//! Parser performance benchmarks.

use criterion::{black_box, criterion_group, criterion_main, BenchmarkId, Criterion};
use lib_ibis::{keyword, parse_parameter_tree, resolve};
use lib_types::ami::Corner;

/// A model-description file with `models` models of 100-row I-V tables.
fn synthetic_ibs(models: usize) -> String {
    let mut text = String::from("[IBIS Ver] 7.2\n[File Name] bench.ibs\n[Component] C\n");
    for m in 0..models {
        text.push_str(&format!("[Model] M{m}\nModel_type Output\nC_comp 1pF 0.9pF 1.1pF\n"));
        text.push_str("[Voltage Range] 1.8V 1.7V 1.9V\n[Pulldown]\n");
        for i in 0..100 {
            let v = -1.0 + i as f64 * 0.05;
            text.push_str(&format!("{v:.3} {:.3}mA NA {:.3}mA\n", v * 10.0, v * 12.0));
        }
    }
    text.push_str("[End]\n");
    text
}

/// A parameter file with `params` corner leaves spread over groups of ten.
fn synthetic_ami(params: usize) -> String {
    let mut text = String::from(
        "(bench (Reserved_Parameters \
         (Init_Returns_Impulse (Usage Info)(Type Boolean)(Value True)) \
         (GetWave_Exists (Usage Info)(Type Boolean)(Value True))) (Model_Specific",
    );
    for g in 0..params.div_ceil(10) {
        text.push_str(&format!(" (group_{g}"));
        for p in 0..10 {
            text.push_str(&format!(
                " (p{p} (Usage In)(Type Float)(Format Corner 1.0 0.9 1.1))"
            ));
        }
        text.push(')');
    }
    text.push_str("))");
    text
}

fn bench_keyword_grammar(c: &mut Criterion) {
    let mut group = c.benchmark_group("keyword_grammar");
    for models in [1, 10, 100] {
        let text = synthetic_ibs(models);
        group.bench_with_input(BenchmarkId::from_parameter(models), &text, |b, t| {
            b.iter(|| keyword::parse(black_box(t)));
        });
    }
    group.finish();
}

fn bench_parameter_tree(c: &mut Criterion) {
    let mut group = c.benchmark_group("parameter_tree");
    for params in [10, 100, 1000] {
        let text = synthetic_ami(params);
        group.bench_with_input(BenchmarkId::new("parse", params), &text, |b, t| {
            b.iter(|| parse_parameter_tree(black_box(t)));
        });

        if let Ok(tree) = parse_parameter_tree(&text) {
            group.bench_with_input(BenchmarkId::new("resolve", params), &tree, |b, t| {
                b.iter(|| resolve(black_box(t), Corner::Max));
            });
        }
    }
    group.finish();
}

criterion_group!(benches, bench_keyword_grammar, bench_parameter_tree);
criterion_main!(benches);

———

# Task directions
Return exactly what appears above, from the first line of the entries to the line with "Ver] 7.2\n[File Name]", inclusive.

# Written reply
//! Parser performance benchmarks.

use criterion::{black_box, criterion_group, criterion_main, BenchmarkId, Criterion};
use lib_ibis::{keyword, parse_parameter_tree, resolve};
use lib_types::ami::Corner;

/// A model-description file with `models` models of 100-row I-V tables.
fn synthetic_ibs(models: usize) -> String {
    let mut text = String::from("[IBIS Ver] 7.2\n[File Name] bench.ibs\n[Component] C\n");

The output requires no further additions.